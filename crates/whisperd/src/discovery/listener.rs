//! Discovery listener.
//!
//! Binds the discovery port and dials every address announced to it.

use std::io::ErrorKind;
use std::net::{Ipv4Addr, SocketAddrV4};

use anyhow::{Context, Result};
use socket2::{Domain, Protocol, Socket, Type};
use tokio::net::UdpSocket;

use whisper_core::wire::{decode_announcement, MAX_ANNOUNCEMENT_LEN};

use crate::node::Node;

/// Bind the discovery port on all IPv4 interfaces.
///
/// Returns `Ok(None)` when another local process already holds the port.
/// The socket is deliberately not SO_REUSEADDR, so that case is detected.
pub fn bind(port: u16) -> Result<Option<UdpSocket>> {
    let socket = Socket::new(Domain::IPV4, Type::DGRAM, Some(Protocol::UDP)).context("socket()")?;
    socket.set_nonblocking(true).context("set_nonblocking")?;

    let bind_addr = SocketAddrV4::new(Ipv4Addr::UNSPECIFIED, port);
    match socket.bind(&bind_addr.into()) {
        Ok(()) => {}
        Err(e) if e.kind() == ErrorKind::AddrInUse => {
            tracing::warn!(port, "UDP discovery port already in use, inbound discovery disabled");
            return Ok(None);
        }
        Err(e) => return Err(e).context("bind()"),
    }

    let socket = UdpSocket::from_std(socket.into()).context("failed to convert to tokio UdpSocket")?;
    Ok(Some(socket))
}

/// Dial every peer announced on `socket`.
///
/// Runs forever. Cancel by dropping the task handle.
pub async fn listener_loop(socket: UdpSocket, node: Node) {
    let mut buf = vec![0u8; MAX_ANNOUNCEMENT_LEN];

    tracing::info!(addr = ?socket.local_addr().ok(), "discovery listener starting");

    loop {
        let (len, from) = match socket.recv_from(&mut buf).await {
            Ok(r) => r,
            Err(e) => {
                tracing::warn!(error = %e, "recv_from failed");
                continue;
            }
        };

        let Some(peer) = decode_announcement(&buf[..len]) else {
            tracing::trace!(%from, "ignoring empty discovery datagram");
            continue;
        };
        if peer == node.self_addr() {
            tracing::trace!("ignoring own beacon");
            continue;
        }

        tracing::info!(peer = %peer, %from, "discovered peer");
        node.dial(&peer);
    }
}
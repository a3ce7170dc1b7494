//! Inbound link: reads the message stream of one peer that dialed us.
//!
//! Records are decoded as they complete, whatever the read boundaries.
//! Any decode failure or EOF ends the link. Nothing is retried and the
//! failure never reaches other links.

use std::net::SocketAddr;

use tokio::io::AsyncReadExt;
use tokio::net::TcpStream;

use whisper_core::wire::RecordDecoder;

use super::LinkError;
use crate::node::Node;

const READ_CHUNK: usize = 8 * 1024;

pub struct InboundLink {
    node: Node,
    socket: TcpStream,
    remote: SocketAddr,
}

impl InboundLink {
    pub fn new(node: Node, socket: TcpStream, remote: SocketAddr) -> Self {
        Self {
            node,
            socket,
            remote,
        }
    }

    /// Read records until the peer disconnects.
    ///
    /// Returns the number of records that were new to this node.
    pub async fn run(self) -> Result<usize, LinkError> {
        tracing::debug!(remote = %self.remote, "inbound link open");

        let InboundLink {
            node,
            mut socket,
            remote,
        } = self;
        let mut decoder = RecordDecoder::new();
        let mut chunk = vec![0u8; READ_CHUNK];
        let mut delivered = 0;

        loop {
            let n = socket.read(&mut chunk).await.map_err(LinkError::Read)?;
            if n == 0 {
                decoder.finish()?;
                return Ok(delivered);
            }
            decoder.extend(&chunk[..n]);

            while let Some(message) = decoder.next_record()? {
                tracing::trace!(%remote, id = %message.id, "record");
                if node.receive(message) {
                    delivered += 1;
                }
            }
        }
    }
}
//! The node: owned state plus the routines every link funnels through.
//!
//! `dial` is the single link-formation path (explicit peer, discovery,
//! reciprocal dial). `originate` and `receive` are the two message paths;
//! both mark the id in the seen cache before broadcasting.

use std::net::{IpAddr, Ipv4Addr, SocketAddr};
use std::sync::atomic::{AtomicBool, Ordering};
use std::sync::Arc;

use tokio::net::{TcpListener, TcpStream};
use tokio::sync::broadcast;
use tokio::task::JoinHandle;

use whisper_core::config::WhisperConfig;
use whisper_core::Message;
use whisper_services::{Broadcaster, PeerRegistry, SeenCache};

use crate::link::{InboundLink, OutboundLink};

/// Capacity of the local delivery feed. Slow subscribers lag, they never block links.
const DELIVERY_FEED_CAPACITY: usize = 256;

#[derive(Debug, thiserror::Error)]
pub enum NodeError {
    #[error("unable to listen on {addr}: {source}")]
    Bind {
        addr: String,
        source: std::io::Error,
    },
    #[error("failed to read listener address: {0}")]
    LocalAddr(std::io::Error),
    #[error("unable to accept connection: {0}")]
    Accept(std::io::Error),
}

/// Handle to a running node. Cheap to clone; all clones share state.
#[derive(Clone)]
pub struct Node {
    inner: Arc<NodeInner>,
}

struct NodeInner {
    /// host:port we listen on. Stamped on originated messages, never dialed.
    self_addr: String,
    nick: String,
    registry: PeerRegistry,
    seen: SeenCache,
    broadcaster: Broadcaster,
    deliveries: broadcast::Sender<Message>,
    /// Print delivered messages to stdout.
    echo: AtomicBool,
}

impl Node {
    /// Build a node that will advertise `self_addr`.
    pub fn new(self_addr: impl Into<String>, nick: impl Into<String>, queue_depth: usize) -> Self {
        let registry = PeerRegistry::new(queue_depth);
        let (deliveries, _) = broadcast::channel(DELIVERY_FEED_CAPACITY);
        Self {
            inner: Arc::new(NodeInner {
                self_addr: self_addr.into(),
                nick: nick.into(),
                broadcaster: Broadcaster::new(registry.clone()),
                registry,
                seen: SeenCache::new(),
                deliveries,
                echo: AtomicBool::new(true),
            }),
        }
    }

    /// Bind the peer-link listener described by `config` and build the node around it.
    ///
    /// Failing to bind is fatal for the process; the caller decides how to exit.
    pub async fn bind(config: &WhisperConfig) -> Result<(Self, TcpListener), NodeError> {
        let host = if config.network.host.is_empty() {
            detect_host().to_string()
        } else {
            config.network.host.clone()
        };

        let listener = TcpListener::bind((host.as_str(), config.network.port))
            .await
            .map_err(|source| NodeError::Bind {
                addr: format!("{}:{}", host, config.network.port),
                source,
            })?;
        let self_addr = listener.local_addr().map_err(NodeError::LocalAddr)?;

        let node = Node::new(
            self_addr.to_string(),
            config.node.nick.clone(),
            config.node.queue_depth,
        );
        Ok((node, listener))
    }

    /// Turn printing of delivered messages on or off. In-process test meshes turn it off.
    pub fn set_echo(&self, on: bool) {
        self.inner.echo.store(on, Ordering::Relaxed);
    }

    pub fn self_addr(&self) -> &str {
        &self.inner.self_addr
    }

    pub fn nick(&self) -> &str {
        &self.inner.nick
    }

    pub fn registry(&self) -> &PeerRegistry {
        &self.inner.registry
    }

    pub fn seen(&self) -> &SeenCache {
        &self.inner.seen
    }

    /// Feed of every message this node delivers from a peer, in delivery order.
    pub fn subscribe(&self) -> broadcast::Receiver<Message> {
        self.inner.deliveries.subscribe()
    }

    /// Open an outbound link to `addr` unless one already exists.
    ///
    /// Our own address and empty addresses are refused before touching the
    /// registry. Returns the link task when a new link was started.
    pub fn dial(&self, addr: &str) -> Option<JoinHandle<()>> {
        if addr.is_empty() || addr == self.self_addr() {
            tracing::trace!(peer = %addr, "not dialing self");
            return None;
        }

        let queue = self.inner.registry.add(addr)?;
        let link = OutboundLink::new(addr.to_string(), queue, self.inner.registry.clone());
        let peer = addr.to_string();

        Some(tokio::spawn(async move {
            match link.run().await {
                Ok(written) => tracing::info!(peer = %peer, written, "peer link closed"),
                Err(e) => tracing::warn!(peer = %peer, error = %e, "peer link failed"),
            }
        }))
    }

    /// Originate a message from this node and flood it to every peer.
    pub fn originate(&self, body: impl Into<String>) -> Message {
        let message = Message::originate(self.self_addr(), body, self.nick());
        // Mark it so the copies that loop back to us are dropped.
        self.inner.seen.check_and_mark(&message.id);
        self.inner.broadcaster.broadcast(&message);
        message
    }

    /// Process one message decoded from an inbound link.
    ///
    /// Returns `false` when the id was already seen and the message was
    /// dropped. Otherwise the message is displayed, forwarded to every
    /// peer, and its origin is dialed so the mesh grows toward it.
    pub fn receive(&self, message: Message) -> bool {
        if self.inner.seen.check_and_mark(&message.id) {
            return false;
        }

        if self.inner.echo.load(Ordering::Relaxed) {
            println!("{}: {}", message.display_name(), message.body);
        }
        // No subscribers is fine.
        let _ = self.inner.deliveries.send(message.clone());

        self.inner.broadcaster.broadcast(&message);
        self.dial(&message.addr);
        true
    }

    /// Accept peer connections forever, one inbound link task per connection.
    pub async fn serve(self, listener: TcpListener) -> Result<(), NodeError> {
        tracing::info!(addr = %self.self_addr(), "accepting peer links");
        loop {
            let (socket, remote) = listener.accept().await.map_err(NodeError::Accept)?;
            self.spawn_inbound(socket, remote);
        }
    }

    fn spawn_inbound(&self, socket: TcpStream, remote: SocketAddr) -> JoinHandle<()> {
        let link = InboundLink::new(self.clone(), socket, remote);
        tokio::spawn(async move {
            match link.run().await {
                Ok(received) => tracing::info!(%remote, received, "disconnected"),
                Err(e) => tracing::warn!(%remote, error = %e, "inbound link failed"),
            }
        })
    }
}

/// Best guess at the address other hosts can reach us on.
///
/// Connecting a UDP socket sends nothing; it only asks the kernel which
/// local address routes outward. Falls back to loopback.
pub fn detect_host() -> IpAddr {
    let probe = || -> std::io::Result<IpAddr> {
        let socket = std::net::UdpSocket::bind("0.0.0.0:0")?;
        socket.connect("192.0.2.1:9")?;
        Ok(socket.local_addr()?.ip())
    };
    match probe() {
        Ok(ip) if !ip.is_unspecified() => ip,
        _ => IpAddr::V4(Ipv4Addr::LOCALHOST),
    }
}

impl whisper_api::Originator for Node {
    fn originate(&self, body: String) -> Message {
        Node::originate(self, body)
    }
}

- - - - -

**Brief**. Look back at the entries above. Retype the line with "link funnels through.", the line with "to read listener", and all lines in between.

**Written response**.
//! The node: owned state plus the routines every link funnels through.
//!
//! `dial` is the single link-formation path (explicit peer, discovery,
//! reciprocal dial). `originate` and `receive` are the two message paths;
//! both mark the id in the seen cache before broadcasting.

use std::net::{IpAddr, Ipv4Addr, SocketAddr};
use std::sync::atomic::{AtomicBool, Ordering};
use std::sync::Arc;

use tokio::net::{TcpListener, TcpStream};
use tokio::sync::broadcast;
use tokio::task::JoinHandle;

use whisper_core::config::WhisperConfig;
use whisper_core::Message;
use whisper_services::{Broadcaster, PeerRegistry, SeenCache};

use crate::link::{InboundLink, OutboundLink};

/// Capacity of the local delivery feed. Slow subscribers lag, they never block links.
const DELIVERY_FEED_CAPACITY: usize = 256;

#[derive(Debug, thiserror::Error)]
pub enum NodeError {
    #[error("unable to listen on {addr}: {source}")]
    Bind {
        addr: String,
        source: std::io::Error,
    },
    #[error("failed to read listener address: {0}")]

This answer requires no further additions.